**TASK DESCRIPTION:**
Using the entries below, output each line exactly from the first through the one that contains "use crate::validation::context::ValidationContext;".

**INPUT DATA:**
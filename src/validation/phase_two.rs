//! Situation Phase Structural Validation
//!
//! Entity rules specific to the follow-up phase: exactly one header per
//! school, no student record for an undeclared school, at least one student
//! record per school, and the strict character rule on the phase's records.

use crate::layout::RecordRole;
use crate::validation::charset;
use crate::validation::context::ValidationContext;
use crate::validation::report::{Rule, Severity, ValidationError};

pub fn validate(context: &ValidationContext<'_>) -> Vec<ValidationError> {
    let layout = context.layout;
    let primary = layout.primary_code();
    let mut errors = Vec::new();

    for entity in context.entities.iter() {
        let headers: Vec<_> = entity
            .records
            .iter()
            .filter(|r| r.record_type == primary)
            .collect();

        if headers.len() > 1 {
            errors.push(
                ValidationError::new(
                    Rule::DuplicateEntity,
                    headers[1].line,
                    primary,
                    format!(
                        "School {} has {} header records {}, exactly one is allowed",
                        entity.code,
                        headers.len(),
                        primary
                    ),
                )
                .with_value(&entity.code),
            );
        }

        let has_students = entity
            .records
            .iter()
            .any(|r| layout.role_of(&r.record_type) == Some(RecordRole::Secondary));
        if !has_students {
            errors.push(
                ValidationError::new(
                    Rule::EmptyEntity,
                    entity.line(),
                    primary,
                    format!("School {} has no student situation record", entity.code),
                )
                .with_value(&entity.code)
                .with_severity(Severity::Warning),
            );
        }
    }

    for orphan in &context.orphans {
        if layout.role_of(&orphan.record_type) != Some(RecordRole::Secondary) {
            continue;
        }
        let key = orphan.field(layout.key_field).unwrap_or_default();
        errors.push(
            ValidationError::new(
                Rule::MissingPrimaryRecord,
                orphan.line,
                &orphan.record_type,
                format!(
                    "Record {} refers to school {}, which has no header record {}",
                    orphan.record_type, key, primary
                ),
            )
            .with_field(layout.key_field + 1)
            .with_value(key),
        );
    }

    if layout.strict_charset {
        for record in context.records {
            let Some(spec) = layout.record(&record.record_type) else {
                continue;
            };
            if spec.role == RecordRole::Terminal {
                continue;
            }
            errors.extend(charset::screen_fields(record, spec.charset_exempt));
        }
    }

    errors
}

#[cfg(test)]
mod tests {
    use super::*;
    use crate::layout::{layout_for, Phase};
    use crate::parser::parse_lines;
    use crate::validation::context::build_context;

    fn check(lines: &[&str]) -> Vec<ValidationError> {
        let records = parse_lines(lines);
        let context = build_context(&records, layout_for(Phase::Situation), None);
        validate(&context)
    }

    #[test]
    fn test_valid_situation_file() {
        let errors = check(&[
            "89|S1|123|JOAO|1|gestor@escola.br",
            "90|S1|T1|11|A1|22|33|1",
            "91|S1|T1|11|A2|22|33|1|2|3|4",
            "99",
        ]);
        assert!(errors.is_empty(), "{:?}", errors);
    }

    #[test]
    fn test_duplicate_header_reported_once() {
        let errors = check(&[
            "89|S1|1|A|1|X",
            "90|S1|T1|1|1|1|1|1",
            "89|S1|1|A|1|X",
            "89|S1|1|A|1|X",
            "99",
        ]);

        assert_eq!(errors.len(), 1);
        assert_eq!(errors[0].rule, Rule::DuplicateEntity);
        assert_eq!(errors[0].line, 3);
    }

    #[test]
    fn test_student_record_without_header() {
        let errors = check(&["89|S1|1|A|1|X", "90|S1|T1|1|1|1|1|1", "90|S9|T1|1|1|1|1|1", "99"]);

        assert_eq!(errors.len(), 1);
        assert_eq!(errors[0].rule, Rule::MissingPrimaryRecord);
        assert_eq!(errors[0].line, 3);
        assert_eq!(errors[0].field, Some(2));
        assert_eq!(errors[0].value, "S9");
    }

    #[test]
    fn test_student_record_before_its_header() {
        let errors = check(&[
            "89|S0|1|A|1|X",
            "90|S0|T1|1|1|1|1|1",
            "90|S1|T1|1|1|1|1|1",
            "89|S1|1|A|1|X",
            "90|S1|T1|1|1|1|1|1",
            "99",
        ]);
        assert!(errors.is_empty(), "{:?}", errors);
    }

    #[test]
    fn test_unknown_record_does_not_fill_a_school() {
        let errors = check(&["89|S1|1|A|1|X", "00|S1|1", "99"]);

        assert_eq!(errors.len(), 1);
        assert_eq!(errors[0].rule, Rule::EmptyEntity);
        assert_eq!(errors[0].line, 1);
    }

    #[test]
    fn test_school_without_students() {
        let errors = check(&["89|S1|1|A|1|X", "99"]);

        assert_eq!(errors.len(), 1);
        assert_eq!(errors[0].rule, Rule::EmptyEntity);
        assert_eq!(errors[0].severity, Severity::Warning);
    }

    #[test]
    fn test_strict_characters_on_phase_records_only() {
        let errors = check(&[
            "89|S1|1|Joao|1|gestor@escola.br",
            "90|S1|T1|1|1|1|1|ç",
            "99",
        ]);

        let fields: Vec<_> = errors
            .iter()
            .filter(|e| e.rule == Rule::InvalidCharacterPhaseTwo)
            .map(|e| (e.line, e.field))
            .collect();
        assert_eq!(fields, vec![(1, Some(4)), (2, Some(8))]);
    }
}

**ANSWER AREA:**
filename src/validation/phase_two.rs
//! Situation Phase Structural Validation
//!
//! Entity rules specific to the follow-up phase: exactly one header per
//! school, no student record for an undeclared school, at least one student
//! record per school, and the strict character rule on the phase's records.

use crate::layout::RecordRole;
use crate::validation::charset;
use crate::validation::context::ValidationContext;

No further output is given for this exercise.